My curiosity got the best of me and I set out to learn more about how LinkedIn was performing the scan and what they were doing with the data. If you want to see how I tracked down LinkedIn's hidden JSON data, check out my original post. The data samples are a bit large to be posting on Dev, but are available on my personal site.
However, I will dive into what LinkedIn is doing below!
The data contained within the hidden JSON is quite revealing. LinkedIn stores basic information for each unapproved extension. The name of the extension is encrypted with a basic Caesar cipher (I wonder who thought that was a good idea). More importantly each extension entry includes a path field and a dom field. These fields shed light on the two methods used by LinkedIn to identify extensions:
- Path Scanning. This is what LinkedIn is doing when they spray your browser with web requests attempting to identify any web accessible resources.

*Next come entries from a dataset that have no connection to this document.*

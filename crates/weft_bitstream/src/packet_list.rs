//! The ordered packet sequence with a rolling checksum.
//!
//! `PacketList` is the unit a generator builds and a serializer consumes:
//! an append-only list of packets whose rolling CRC always equals the
//! checksum of every wire word (headers included) appended so far. The
//! device keeps the same accumulator while it consumes the stream, so
//! append order is exact: any divergence aborts configuration on real
//! hardware.

use crate::crc::Crc;
use crate::packet::{Packet, PacketError, PacketType};
use crate::registers::{CommandCode, PacketOpcode, RegisterType};
use serde::{Deserialize, Serialize};

/// An ordered, appendable sequence of packets with a rolling CRC.
///
/// Append is the only mutator. A reset-CRC command packet zeroes the
/// accumulator (after its own words fold in), mirroring the device;
/// nothing else resets it. In particular, committing the checksum via
/// [`PacketList::add_crc_write_packet`] leaves it rolling.
#[derive(Debug, Clone, Default, PartialEq, Eq, Serialize, Deserialize)]
pub struct PacketList {
    packets: Vec<Packet>,
    crc: Crc,
}

impl PacketList {
    /// Creates an empty sequence with a reset accumulator.
    pub fn new() -> Self {
        Self::default()
    }

    /// Appends one packet, folding its wire words into the rolling CRC.
    ///
    /// # Errors
    ///
    /// Returns [`PacketError::UnpairedType2`] if `packet` is a Type-2
    /// packet and the previously appended packet is not a zero-word Type-1
    /// write header (the Type-2 form carries no address field, so the
    /// device takes its target register from that header).
    pub fn add(&mut self, packet: Packet) -> Result<(), PacketError> {
        if packet.header_type() == PacketType::Type2
            && !self
                .packets
                .last()
                .is_some_and(Packet::is_zero_word_type1_write)
        {
            return Err(PacketError::UnpairedType2);
        }
        self.fold(&packet);
        if packet.command_code() == Some(CommandCode::Rcrc) {
            self.crc.reset();
        }
        self.packets.push(packet);
        Ok(())
    }

    /// Appends packets in order.
    ///
    /// # Errors
    ///
    /// Propagates the first append failure; packets before it remain
    /// appended.
    pub fn add_all(&mut self, packets: impl IntoIterator<Item = Packet>) -> Result<(), PacketError> {
        for packet in packets {
            self.add(packet)?;
        }
        Ok(())
    }

    /// Appends a one-word write of the current accumulator value to the
    /// CRC register, committing the checksum into the stream.
    ///
    /// The written value itself still folds into the ongoing checksum, so
    /// the accumulator keeps matching the device's bit-for-bit.
    pub fn add_crc_write_packet(&mut self) {
        let value = self.crc.value();
        let packet = Packet::one_word(PacketOpcode::Write, RegisterType::Crc, value);
        self.fold(&packet);
        self.packets.push(packet);
    }

    /// Appends a Type-2 write as its required pair: the zero-word Type-1
    /// header naming `register`, then the Type-2 packet carrying `payload`.
    ///
    /// # Errors
    ///
    /// Returns [`PacketError::Type2Overflow`] if `payload` exceeds the
    /// 27-bit word-count field; nothing is appended in that case.
    pub fn add_type2_write(
        &mut self,
        register: RegisterType,
        payload: Vec<u32>,
    ) -> Result<(), PacketError> {
        let body = Packet::type2_write(payload)?;
        self.add(Packet::zero_word_write(register))?;
        self.add(body)
    }

    fn fold(&mut self, packet: &Packet) {
        self.crc.update_word(packet.header_word());
        self.crc.update_words(packet.payload());
    }

    /// Returns the appended packets in order.
    pub fn packets(&self) -> &[Packet] {
        &self.packets
    }

    /// Returns the number of packets appended.
    pub fn len(&self) -> usize {
        self.packets.len()
    }

    /// True if no packet has been appended.
    pub fn is_empty(&self) -> bool {
        self.packets.is_empty()
    }

    /// Returns the total wire length in words (headers + payloads).
    pub fn word_len(&self) -> usize {
        self.packets.iter().map(Packet::word_len).sum()
    }

    /// Flattens the sequence to its wire words, in order.
    ///
    /// Byte-level framing (each word big-endian) is the serializer's job.
    pub fn words(&self) -> Vec<u32> {
        let mut out = Vec::with_capacity(self.word_len());
        for packet in &self.packets {
            packet.write_words(&mut out);
        }
        out
    }

    /// Returns the current rolling CRC value.
    pub fn crc(&self) -> u32 {
        self.crc.value()
    }
}

#[cfg(test)]
mod tests {
    use super::*;
    use crate::crc::Crc;

    #[test]
    fn new_list_is_empty() {
        let list = PacketList::new();
        assert!(list.is_empty());
        assert_eq!(list.len(), 0);
        assert_eq!(list.word_len(), 0);
        assert_eq!(list.crc(), 0);
    }

    #[test]
    fn add_folds_header_and_payload() {
        let mut list = PacketList::new();
        let packet = Packet::one_word(PacketOpcode::Write, RegisterType::Far, 0x00EF_8000);
        let mut expected = Crc::new();
        expected.update_word(packet.header_word());
        expected.update_word(0x00EF_8000);

        list.add(packet).unwrap();
        assert_eq!(list.crc(), expected.value());
    }

    #[test]
    fn crc_is_append_associative() {
        let packets: Vec<Packet> = (0..40)
            .map(|i| Packet::one_word(PacketOpcode::Write, RegisterType::Far, i))
            .collect();

        // One add_all against per-packet adds split at arbitrary points.
        let mut one_pass = PacketList::new();
        one_pass.add_all(packets.clone()).unwrap();

        for split in [1, 7, 20, 39] {
            let mut split_list = PacketList::new();
            split_list.add_all(packets[..split].to_vec()).unwrap();
            split_list.add_all(packets[split..].to_vec()).unwrap();
            assert_eq!(split_list.crc(), one_pass.crc());
        }

        // And both equal the checksum of the flattened stream.
        let mut whole = Crc::new();
        whole.update_words(&one_pass.words());
        assert_eq!(one_pass.crc(), whole.value());
    }

    #[test]
    fn rcrc_command_resets_the_accumulator() {
        let mut list = PacketList::new();
        list.add(Packet::one_word(
            PacketOpcode::Write,
            RegisterType::Wbstar,
            0,
        ))
        .unwrap();
        assert_ne!(list.crc(), 0);
        list.add(Packet::command(CommandCode::Rcrc)).unwrap();
        assert_eq!(list.crc(), 0);
    }

    #[test]
    fn other_commands_do_not_reset() {
        let mut list = PacketList::new();
        list.add(Packet::command(CommandCode::Null)).unwrap();
        assert_ne!(list.crc(), 0);
    }

    #[test]
    fn crc_write_packet_carries_accumulator_and_keeps_rolling() {
        let mut list = PacketList::new();
        list.add(Packet::one_word(
            PacketOpcode::Write,
            RegisterType::Idcode,
            0x0424_A093,
        ))
        .unwrap();
        let committed = list.crc();

        list.add_crc_write_packet();
        let crc_packet = list.packets().last().unwrap();
        assert_eq!(crc_packet.register(), Some(RegisterType::Crc));
        assert_eq!(crc_packet.payload(), &[committed]);
        // The write itself folded in, so the accumulator moved on.
        assert_ne!(list.crc(), committed);

        // Replaying the whole stream reproduces the final accumulator.
        let mut replay = Crc::new();
        replay.update_words(&list.words());
        assert_eq!(replay.value(), list.crc());
    }

    #[test]
    fn unpaired_type2_is_rejected() {
        let mut list = PacketList::new();
        let err = list.add(Packet::type2_write(vec![1, 2]).unwrap()).unwrap_err();
        assert_eq!(err, PacketError::UnpairedType2);
        assert!(list.is_empty());

        // A NOP between header and body also breaks the pairing.
        list.add(Packet::zero_word_write(RegisterType::Fdri)).unwrap();
        list.add(Packet::nop()).unwrap();
        let err = list.add(Packet::type2_write(vec![1]).unwrap()).unwrap_err();
        assert_eq!(err, PacketError::UnpairedType2);
    }

    #[test]
    fn add_type2_write_appends_the_pair() {
        let mut list = PacketList::new();
        list.add_type2_write(RegisterType::Fdri, vec![9, 8, 7]).unwrap();
        assert_eq!(list.len(), 2);
        assert!(list.packets()[0].is_zero_word_type1_write());
        assert_eq!(list.packets()[0].register(), Some(RegisterType::Fdri));
        assert_eq!(list.packets()[1].header_type(), PacketType::Type2);
        assert_eq!(list.packets()[1].payload(), &[9, 8, 7]);
    }

    #[test]
    fn words_flattens_in_order() {
        let mut list = PacketList::new();
        list.add(Packet::nop()).unwrap();
        list.add(Packet::one_word(PacketOpcode::Write, RegisterType::Far, 5))
            .unwrap();
        let words = list.words();
        assert_eq!(words.len(), 3);
        assert_eq!(words[0], 0x2000_0000);
        assert_eq!(words[2], 5);
        assert_eq!(list.word_len(), 3);
    }

    #[test]
    fn serde_round_trip() {
        let mut list = PacketList::new();
        list.add(Packet::command(CommandCode::Start)).unwrap();
        list.add_crc_write_packet();
        let json = serde_json::to_string(&list).unwrap();
        let back: PacketList = serde_json::from_str(&json).unwrap();
        assert_eq!(back, list);
        assert_eq!(back.crc(), list.crc());
    }
}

- Dom Scanning. This is what LinkedIn is doing when they search the dom for known extension side effects such as the presence of certain class names or ids.

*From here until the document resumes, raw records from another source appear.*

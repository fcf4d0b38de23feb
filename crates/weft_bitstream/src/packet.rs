//! Configuration packets and their wire encoding.
//!
//! A packet is one atomic command of the configuration protocol: a single
//! 32-bit header word followed by `word_count` payload words. Two header
//! encodings exist, distinguished by the bit-width of the word-count field:
//!
//! ```text
//! Type 1: [31:29]=001 | [28:27] opcode | [26:13] register address | [10:0] word count
//! Type 2: [31:29]=010 | [28:27] opcode | [26:0] word count
//! ```
//!
//! A Type-2 packet carries no address field; the device takes the target
//! register from the zero-word Type-1 header that must immediately precede
//! it. The bit-field layout is a hardware compatibility contract.

use crate::registers::{CommandCode, PacketOpcode, RegisterType};
use serde::{Deserialize, Serialize};

/// Largest word count a Type-1 header can carry (11-bit field).
pub const TYPE1_MAX_WORD_COUNT: usize = 0x7FF;

/// Largest word count a Type-2 header can carry (27-bit field).
pub const TYPE2_MAX_WORD_COUNT: usize = 0x07FF_FFFF;

/// The two wire-level header encodings.
#[derive(Debug, Clone, Copy, PartialEq, Eq, Hash, Serialize, Deserialize)]
pub enum PacketType {
    /// Short form: 11-bit word count, carries the register address.
    Type1,
    /// Long form: 27-bit word count, no address field.
    Type2,
}

impl PacketType {
    /// Returns the 3-bit header-type field value.
    pub const fn header_code(self) -> u32 {
        match self {
            PacketType::Type1 => 1,
            PacketType::Type2 => 2,
        }
    }
}

/// A malformed packet or a sequence-level packet pairing violation.
#[derive(Debug, thiserror::Error, Clone, PartialEq, Eq)]
pub enum PacketError {
    /// The declared word count disagrees with the payload length.
    #[error("declared word count {declared} does not match payload length {actual}")]
    WordCountMismatch {
        /// Word count declared in the header.
        declared: u32,
        /// Actual payload length in words.
        actual: usize,
    },
    /// A Type-1 payload too large for the 11-bit word-count field.
    #[error("type 1 packet payload of {0} words exceeds the 2047-word field; use the type 2 form")]
    Type1Overflow(usize),
    /// A Type-2 payload too large for the 27-bit word-count field.
    #[error("type 2 packet payload of {0} words exceeds the 27-bit word-count field")]
    Type2Overflow(usize),
    /// A Type-2 packet appended without its zero-word Type-1 predecessor.
    #[error("type 2 packet appended without a preceding zero-word type 1 write header")]
    UnpairedType2,
}

/// One configuration command: header plus payload words.
///
/// Packets are immutable once built; all constructors validate the header
/// invariants, so a `Packet` in hand always encodes to legal wire words.
#[derive(Debug, Clone, PartialEq, Eq, Serialize, Deserialize)]
pub struct Packet {
    opcode: PacketOpcode,
    register: Option<RegisterType>,
    header_type: PacketType,
    word_count: u32,
    payload: Vec<u32>,
}

impl Packet {
    /// Builds a packet from raw parts, validating the header invariants.
    ///
    /// # Errors
    ///
    /// Returns [`PacketError::WordCountMismatch`] if a write's declared
    /// word count disagrees with its payload length, or if a non-write
    /// carries payload words; [`PacketError::Type1Overflow`] /
    /// [`PacketError::Type2Overflow`] if the count exceeds the header
    /// field.
    pub fn new(
        opcode: PacketOpcode,
        register: Option<RegisterType>,
        header_type: PacketType,
        word_count: u32,
        payload: Vec<u32>,
    ) -> Result<Self, PacketError> {
        match opcode {
            PacketOpcode::Write => {
                if word_count as usize != payload.len() {
                    return Err(PacketError::WordCountMismatch {
                        declared: word_count,
                        actual: payload.len(),
                    });
                }
            }
            // NOPs are bare headers; reads declare a readback length but
            // carry no payload words of their own.
            PacketOpcode::Nop | PacketOpcode::Read | PacketOpcode::Reserved => {
                if !payload.is_empty() {
                    return Err(PacketError::WordCountMismatch {
                        declared: word_count,
                        actual: payload.len(),
                    });
                }
            }
        }
        match header_type {
            PacketType::Type1 => {
                if word_count as usize > TYPE1_MAX_WORD_COUNT {
                    return Err(PacketError::Type1Overflow(word_count as usize));
                }
            }
            PacketType::Type2 => {
                if word_count as usize > TYPE2_MAX_WORD_COUNT {
                    return Err(PacketError::Type2Overflow(word_count as usize));
                }
            }
        }
        Ok(Self {
            opcode,
            register,
            header_type,
            word_count,
            payload,
        })
    }

    /// Builds a no-operation packet (a bare Type-1 header).
    pub fn nop() -> Self {
        Self {
            opcode: PacketOpcode::Nop,
            register: None,
            header_type: PacketType::Type1,
            word_count: 0,
            payload: Vec::new(),
        }
    }

    /// Builds a one-word Type-1 packet carrying `value`.
    pub fn one_word(opcode: PacketOpcode, register: RegisterType, value: u32) -> Self {
        Self {
            opcode,
            register: Some(register),
            header_type: PacketType::Type1,
            word_count: 1,
            payload: vec![value],
        }
    }

    /// Builds a one-word write of `command` to the CMD register.
    pub fn command(command: CommandCode) -> Self {
        Self::one_word(PacketOpcode::Write, RegisterType::Cmd, command.code())
    }

    /// Builds a Type-1 write of `payload` to `register`.
    ///
    /// # Errors
    ///
    /// Returns [`PacketError::Type1Overflow`] if the payload exceeds the
    /// 11-bit word-count field (2047 words); switch to the Type-2 form.
    pub fn type1_write(register: RegisterType, payload: Vec<u32>) -> Result<Self, PacketError> {
        if payload.len() > TYPE1_MAX_WORD_COUNT {
            return Err(PacketError::Type1Overflow(payload.len()));
        }
        Ok(Self {
            opcode: PacketOpcode::Write,
            register: Some(register),
            header_type: PacketType::Type1,
            word_count: payload.len() as u32,
            payload,
        })
    }

    /// Builds a zero-word Type-1 write header naming `register`, the
    /// required predecessor of a Type-2 packet.
    pub fn zero_word_write(register: RegisterType) -> Self {
        Self {
            opcode: PacketOpcode::Write,
            register: Some(register),
            header_type: PacketType::Type1,
            word_count: 0,
            payload: Vec::new(),
        }
    }

    /// Builds a Type-2 write of `payload`.
    ///
    /// The target register comes from the zero-word Type-1 header that
    /// must precede this packet in the sequence.
    ///
    /// # Errors
    ///
    /// Returns [`PacketError::Type2Overflow`] if the payload exceeds the
    /// 27-bit word-count field.
    pub fn type2_write(payload: Vec<u32>) -> Result<Self, PacketError> {
        if payload.len() > TYPE2_MAX_WORD_COUNT {
            return Err(PacketError::Type2Overflow(payload.len()));
        }
        Ok(Self {
            opcode: PacketOpcode::Write,
            register: None,
            header_type: PacketType::Type2,
            word_count: payload.len() as u32,
            payload,
        })
    }

    /// Returns the packet opcode.
    pub fn opcode(&self) -> PacketOpcode {
        self.opcode
    }

    /// Returns the target register, absent for NOPs and Type-2 packets.
    pub fn register(&self) -> Option<RegisterType> {
        self.register
    }

    /// Returns the header encoding of this packet.
    pub fn header_type(&self) -> PacketType {
        self.header_type
    }

    /// Returns the declared word count.
    pub fn word_count(&self) -> u32 {
        self.word_count
    }

    /// Returns the payload words.
    pub fn payload(&self) -> &[u32] {
        &self.payload
    }

    /// Packs the header into its 32-bit wire word.
    pub fn header_word(&self) -> u32 {
        let opcode = self.opcode.code() << 27;
        match self.header_type {
            PacketType::Type1 => {
                let address = match self.register {
                    Some(register) => (register.address() & 0x3FFF) << 13,
                    None => 0,
                };
                (1 << 29) | opcode | address | (self.word_count & 0x7FF)
            }
            PacketType::Type2 => (2 << 29) | opcode | (self.word_count & 0x07FF_FFFF),
        }
    }

    /// Returns the total wire length in words (header + payload).
    pub fn word_len(&self) -> usize {
        1 + self.payload.len()
    }

    /// Appends the packet's wire words (header, then payload in order).
    pub fn write_words(&self, out: &mut Vec<u32>) {
        out.push(self.header_word());
        out.extend_from_slice(&self.payload);
    }

    /// True for the zero-word Type-1 write header that must precede a
    /// Type-2 packet.
    pub fn is_zero_word_type1_write(&self) -> bool {
        self.header_type == PacketType::Type1
            && self.opcode == PacketOpcode::Write
            && self.word_count == 0
    }

    /// If this packet is a one-word CMD write of a known command, returns
    /// that command.
    pub fn command_code(&self) -> Option<CommandCode> {
        if self.opcode == PacketOpcode::Write
            && self.register == Some(RegisterType::Cmd)
            && self.payload.len() == 1
        {
            CommandCode::from_code(self.payload[0])
        } else {
            None
        }
    }
}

- Upon page load, LinkedIn dispatches two
setTimeoutfunction calls. One for the dom scan and another for the path scan. The initial timeouts are set to the interval specified in the JSON file that was read from local storage.
- When the dom scan timeout is up LinkedIn scans the browser for known dom patterns. This appears to happen in all web browsers.
- When the path scan timeout is up LinkedIn sprays the browser for web accessible resources. This only happens in Google Chrome. This is likely an oversight by LinkedIn because Chrome extensions are easily ported and supported on Edge and Firefox and those browsers are also vulnerable to the web accessible resources issue.
- Whenever a scan is complete the extension's entry in local storage is updated. The date field is updated to the current time to mark the last time it was scanned. The entire local storage blob is then sent to LinkedIn's server via the /platform-telemetry/contentsecurity endpoint.
- If you delete the local storage data or block the update endpoint the scanning still occurs. However, a default JSON file is used. The default JSON blob is marked by version 0.1.0 (which is available in the original post). If you're interested in a non-default local storage blob you can check out one within the original post.
On a positive note, ad blockers such as uBlock Origin are now blocking web requests to
/platform-telemetry/contentsecurity. At the very least that prevents your extension data from being exfiltrated back to LinkedIn. With that being said LinkedIn could always update their endpoint to a non-blocked path to resume their exfiltration.
I have put together a browser extension that makes it simple to parse LinkedIn's local storage and determine which extensions they are scanning your browser for. The extension is called, "Nefarious LI". The extension is currently available for Firefox and Chrome. It's also open source. You can find the source code on my source code page.
Are there any takeaways for LinkedIn users? At the very least:
- Use an ad blocker for added privacy (especially if you have any extensions installed LinkedIn may not approve of).
- Consider using a browser besides Google Chrome.
If you are a developer of browser extensions there are certainly lessons to be learned from LinkedIn's behavior.
- Do not use web accessible resources. There is really little need for them and they are not worth the added security and privacy issues.
- Avoid side effects when using a content script. Do not modify the dom in a predictable manner. If you must leave side effects on the page at least get creative with it to hide your tracks.
- Consider using a browser (or page) action for complete isolation.
I hope you all enjoyed this post and were able to take something away from it.
What are your thoughts on LinkedIn's scanning of your browser and the exfiltration of your data? Do you know of any other sites doing this? I would love to hear about it!